Records:
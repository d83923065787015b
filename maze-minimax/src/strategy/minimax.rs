use tracing::info_span;

use super::{
    branch_action, leaf, sort_options, AdversarialStrategy, Decision, MinMaxReturn, NodeKind,
    SearchContext, StrategyOptions,
};
use crate::{next_turn, GameModel};

#[derive(Debug, Clone, Copy, Default)]
/// Plain minimax: agent `0` maximizes, every other agent minimizes, nothing is pruned
pub struct Minimax {
    options: StrategyOptions,
}

impl Minimax {
    #[allow(missing_docs)]
    pub fn new(options: StrategyOptions) -> Self {
        Self { options }
    }

    fn minimax<G: GameModel>(
        &self,
        game: &G,
        ctx: &mut SearchContext<G>,
        mut state: G::State,
        depth: usize,
        agent_index: usize,
        player_action: Option<G::Action>,
    ) -> MinMaxReturn<G::Action> {
        ctx.enter();

        if let Some(leaf) = leaf(game, &mut state, depth, player_action) {
            return leaf;
        }
        if let Some(cached) = ctx.lookup(game, &state, agent_index) {
            return cached;
        }

        let maximizing = agent_index == 0;
        let moves = game.legal_moves(&state, agent_index);
        if moves.is_empty() {
            let score = if maximizing {
                game.evaluate(&state, depth, None)
            } else {
                0.0.into()
            };
            return MinMaxReturn::Leaf { score };
        }

        let (next_agent, next_depth) = next_turn(agent_index, game.agent_count(&state), depth);

        let mut options: Vec<_> = moves
            .into_iter()
            .map(|action| {
                let child = game.generate_successor(&state, agent_index, action);
                let result = self.minimax(
                    game,
                    ctx,
                    child,
                    next_depth,
                    next_agent,
                    branch_action(player_action, agent_index, action),
                );

                (action, result)
            })
            .collect();

        sort_options(&mut options, maximizing);
        let result = MinMaxReturn::Node {
            kind: if maximizing { NodeKind::Max } else { NodeKind::Min },
            score: options[0].1.score(),
            options,
            agent_index,
        };

        ctx.store(game, &state, agent_index, &result);
        result
    }
}

impl<G: GameModel> AdversarialStrategy<G> for Minimax {
    fn choose_action(
        &self,
        game: &G,
        state: &G::State,
        depth: usize,
        agent_index: usize,
    ) -> Decision<G::Action> {
        info_span!(
            "minimax",
            depth,
            agent_index,
            nodes = tracing::field::Empty,
            chosen_score = tracing::field::Empty,
            chosen_action = tracing::field::Empty,
        )
        .in_scope(|| {
            let mut ctx = SearchContext::new(&self.options);
            let tree = self.minimax(game, &mut ctx, state.clone(), depth, agent_index, None);
            let decision = Decision::new(tree, ctx.stats);

            let current_span = tracing::Span::current();
            current_span.record("nodes", decision.stats.nodes);
            current_span.record("chosen_score", format!("{}", decision.value).as_str());
            current_span.record(
                "chosen_action",
                format!("{:?}", decision.action).as_str(),
            );

            decision
        })
    }

    fn name(&self) -> &'static str {
        "minimax"
    }
}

Required action:
Copy every line from the entries that contains the word "moves".

Finished exercise:
        let moves = game.legal_moves(&state, agent_index);
        if moves.is_empty() {
        let mut options: Vec<_> = moves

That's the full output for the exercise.